The complaint alleges that, in the offering materials issued in connection with the IPO and throughout the Class Period, Eargo made numerous false and misleading representations concerning the extent of available insurance coverage for Eargo’s products and how that coverage purportedly drove the Company’s earnings and growth. In addition, the Company touted its advertising as a key source of growth among insurance customers, including ads directly targeting federal employees and retirees, which purportedly grew Eargo’s customer base at a low marginal cost. Moreover, Eargo directly tied its positive financial guidance to its insurance customer base, touting insurance customers as an important revenue driver.

In reality, however, insurance coverage could not drive Eargo’s revenues and growth because insurers do not cover claims for Eargo’s products at the level the Company represented to investors. Moreover, contrary to representations that insurance customers were a sustainable driver of Eargo’s financial results, a substantial portion of insurance claims Eargo submitted were likely improper and may have constituted a fraud on the U.S. federal government, which has triggered a criminal investigation of the Company by the U.S. Department of Justice (“DOJ”).

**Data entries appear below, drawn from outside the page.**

//! GPU device abstraction and frame resource lifecycle
//!
//! [`GpuDevice`] is a small GL-shaped command surface: objects are named by
//! non-zero ids and 0 always means "nothing". The Android build backs it
//! with wgpu; tests back it with a recording fake.

use glam::Mat4;
use log::{debug, error};

use crate::error::Error;

macro_rules! gpu_id {
    ($(#[$meta:meta])* $name:ident) => {
        $(#[$meta])*
        #[derive(Debug, Clone, Copy, PartialEq, Eq, Hash, Default, PartialOrd, Ord)]
        pub struct $name(pub u32);

        impl $name {
            pub const NONE: Self = Self(0);

            pub fn is_none(self) -> bool {
                self.0 == 0
            }
        }
    };
}

gpu_id!(TextureId);
gpu_id!(RenderbufferId);
gpu_id!(
    /// `FramebufferId::NONE` is the display surface.
    FramebufferId
);
gpu_id!(ProgramId);

#[derive(Debug, Clone, Copy, PartialEq, Eq, Default)]
pub struct Viewport {
    pub x: i32,
    pub y: i32,
    pub width: u32,
    pub height: u32,
}

impl Viewport {
    pub fn new(x: i32, y: i32, width: u32, height: u32) -> Self {
        Self {
            x,
            y,
            width,
            height,
        }
    }

    pub fn full(width: u32, height: u32) -> Self {
        Self::new(0, 0, width, height)
    }

    /// Clips this bottom-left-origin rectangle to a `width` x `height`
    /// target and re-expresses it with a top-left origin.
    ///
    /// `None` if nothing of it is left on the target.
    pub fn top_left_within(&self, width: u32, height: u32) -> Option<Viewport> {
        let x0 = self.x.max(0) as u32;
        let y0 = self.y.max(0) as u32;
        let x1 = (self.x as i64 + self.width as i64).clamp(0, width as i64) as u32;
        let y1 = (self.y as i64 + self.height as i64).clamp(0, height as i64) as u32;
        if x1 <= x0 || y1 <= y0 {
            return None;
        }
        Some(Viewport::new(x0 as i32, (height - y1) as i32, x1 - x0, y1 - y0))
    }
}

#[derive(Debug, Clone, Copy, PartialEq, Eq, Hash)]
pub enum BlendMode {
    /// src * src_alpha + dst * (1 - src_alpha)
    Alpha,
}

/// Fixed-function state for subsequent draws.
#[derive(Debug, Clone, Copy, PartialEq, Eq, Hash)]
pub struct RenderState {
    pub depth_test: bool,
    pub cull_face: bool,
    pub scissor_test: bool,
    pub blend: Option<BlendMode>,
}

impl RenderState {
    /// State the eye passes run with.
    pub const PASSTHROUGH: Self = Self {
        depth_test: true,
        cull_face: true,
        scissor_test: false,
        blend: Some(BlendMode::Alpha),
    };
}

impl Default for RenderState {
    fn default() -> Self {
        Self {
            depth_test: false,
            cull_face: false,
            scissor_test: false,
            blend: None,
        }
    }
}

/// One eye's region of a shared render texture, handed to the compositor.
#[derive(Debug, Clone, Copy, PartialEq, Default)]
pub struct EyeTextureDescription {
    pub texture: TextureId,
    pub left_u: f32,
    pub right_u: f32,
    pub top_v: f32,
    pub bottom_v: f32,
}

/// A WGSL module exposing `vs_main` and `fs_main`.
#[derive(Debug, Clone, Copy, PartialEq, Eq)]
pub struct ShaderSource {
    pub label: &'static str,
    pub wgsl: &'static str,
    /// Whether `vs_main` multiplies positions by the bound MVP.
    pub applies_mvp: bool,
}

/// A 4-vertex triangle strip sampling `texture`.
#[derive(Debug, Clone, Copy)]
pub struct QuadDraw<'a> {
    pub program: ProgramId,
    pub texture: TextureId,
    pub positions: &'a [f32; 8],
    pub uvs: &'a [f32; 8],
    /// Uniform for the program. `None` binds identity.
    pub mvp: Option<Mat4>,
}

pub trait GpuDevice {
    /// RGB color texture usable as a framebuffer attachment.
    fn create_render_texture(&mut self, width: u32, height: u32) -> TextureId;
    /// Camera-fed texture; contents are supplied by the platform.
    fn create_external_texture(&mut self) -> TextureId;
    fn create_depth_renderbuffer(&mut self, width: u32, height: u32) -> RenderbufferId;
    fn create_framebuffer(&mut self, color: TextureId, depth: RenderbufferId) -> FramebufferId;
    fn create_program(&mut self, source: &ShaderSource) -> Result<ProgramId, Error>;

    fn delete_texture(&mut self, id: TextureId);
    fn delete_renderbuffer(&mut self, id: RenderbufferId);
    fn delete_framebuffer(&mut self, id: FramebufferId);
    fn delete_program(&mut self, id: ProgramId);

    fn bind_framebuffer(&mut self, id: FramebufferId);
    fn apply_render_state(&mut self, state: &RenderState);
    /// Clears color and depth of the bound framebuffer.
    fn clear(&mut self);
    fn set_viewport(&mut self, viewport: Viewport);
    fn draw_quad(&mut self, draw: &QuadDraw<'_>);

    /// Pops the oldest pending error code, if any (glGetError semantics).
    fn take_error(&mut self) -> Option<u32>;
}

/// Drains and logs pending GPU errors under `label`. Never fatal.
///
/// Returns `false` if anything was reported.
pub fn check_gpu<G: GpuDevice + ?Sized>(gpu: &mut G, label: &str) -> bool {
    let mut clean = true;
    while let Some(code) = gpu.take_error() {
        let err = Error::Gpu {
            label: label.to_string(),
            code,
        };
        error!("{}", err);
        clean = false;
    }
    clean
}

/// Offscreen target both eyes render into, sized to the screen.
#[derive(Debug, Clone, PartialEq)]
pub struct FrameBufferSet {
    pub texture: TextureId,
    pub depth: RenderbufferId,
    pub framebuffer: FramebufferId,
    pub width: u32,
    pub height: u32,
    pub left_eye: EyeTextureDescription,
    pub right_eye: EyeTextureDescription,
}

impl FrameBufferSet {
    pub fn eye(&self, eye: crate::lens::Eye) -> &EyeTextureDescription {
        match eye {
            crate::lens::Eye::Left => &self.left_eye,
            crate::lens::Eye::Right => &self.right_eye,
        }
    }
}

/// Owns at most one [`FrameBufferSet`]. Rebuilt whole, never patched.
#[derive(Debug, Default)]
pub struct FrameResources {
    current: Option<FrameBufferSet>,
}

impl FrameResources {
    pub fn new() -> Self {
        Self::default()
    }

    pub fn current(&self) -> Option<&FrameBufferSet> {
        self.current.as_ref()
    }

    pub fn is_allocated(&self) -> bool {
        self.current.is_some()
    }

    /// Tears down any previous set, then builds a new one at `width` x `height`.
    pub fn allocate<G: GpuDevice + ?Sized>(&mut self, gpu: &mut G, width: u32, height: u32) -> &FrameBufferSet {
        debug!("Allocating frame resources {}x{}", width, height);
        self.release(gpu);

        let texture = gpu.create_render_texture(width, height);
        let depth = gpu.create_depth_renderbuffer(width, height);
        check_gpu(gpu, "Create Render buffer");
        let framebuffer = gpu.create_framebuffer(texture, depth);

        let left_eye = EyeTextureDescription {
            texture,
            left_u: 0.0,
            right_u: 0.5,
            top_v: 1.0,
            bottom_v: 0.0,
        };
        let right_eye = EyeTextureDescription {
            left_u: 0.5,
            right_u: 1.0,
            ..left_eye
        };

        check_gpu(gpu, "GlSetup");
        self.current.insert(FrameBufferSet {
            texture,
            depth,
            framebuffer,
            width,
            height,
            left_eye,
            right_eye,
        })
    }

    /// No-op when nothing is allocated.
    pub fn release<G: GpuDevice + ?Sized>(&mut self, gpu: &mut G) {
        let Some(set) = self.current.take() else {
            return;
        };
        gpu.delete_renderbuffer(set.depth);
        gpu.delete_framebuffer(set.framebuffer);
        gpu.delete_texture(set.texture);
        check_gpu(gpu, "GlTeardown");
    }
}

As a result of these misrepresentations, Eargo shares traded at artificially inflated prices during the Class Period.

The truth began to emerge on August 12, 2021, after the market closed, when Eargo revealed that claims Eargo submitted to its largest third-party payor had not been paid since March 1, 2021, while that third-party payor was conducting a claims audit. These deferred payments caused Eargo’s accounts receivable to grow significantly over prior periods. Despite these disclosures, however, Eargo downplayed the significance of the claims audit and provided investors with false assurances about the strength of the Company’s insurance-derived revenues and growth prospects.

Then, on September 22, 2021, after the market closed, Eargo disclosed that insurance claims it submitted on behalf of certain customers may have constituted a fraud on the U.S. federal government. Specifically, Eargo revealed that the DOJ launched a criminal investigation of the Company related to insurance reimbursement claims that Eargo submitted on behalf of customers covered by federal employee health plans. As a result of the DOJ’s criminal investigation of the Company, Eargo withdrew its 2021 financial guidance. As a result of these disclosures, the price of Eargo shares declined precipitously.

The filing of this action does not alter the previously established deadline to seek appointment as Lead Plaintiff. Pursuant to the October 6, 2021 notice published in connection with the Fazio action, under the Private Securities Litigation Reform Act of 1995, investors who purchased or otherwise acquired Eargo securities during the Class Period may, no later than December 6, 2021, seek to be appointed as Lead Plaintiff for the Class. Any member of the proposed Class may seek to serve as Lead Plaintiff through counsel of their choice, or may choose to do nothing and remain a member of the proposed Class.

If you wish to discuss this action or have any questions concerning this notice or your rights or interests, please contact Scott R. Foglietta of BLB&G at 212-554-1903, or via e-mail at scott.foglietta@blbglaw.com.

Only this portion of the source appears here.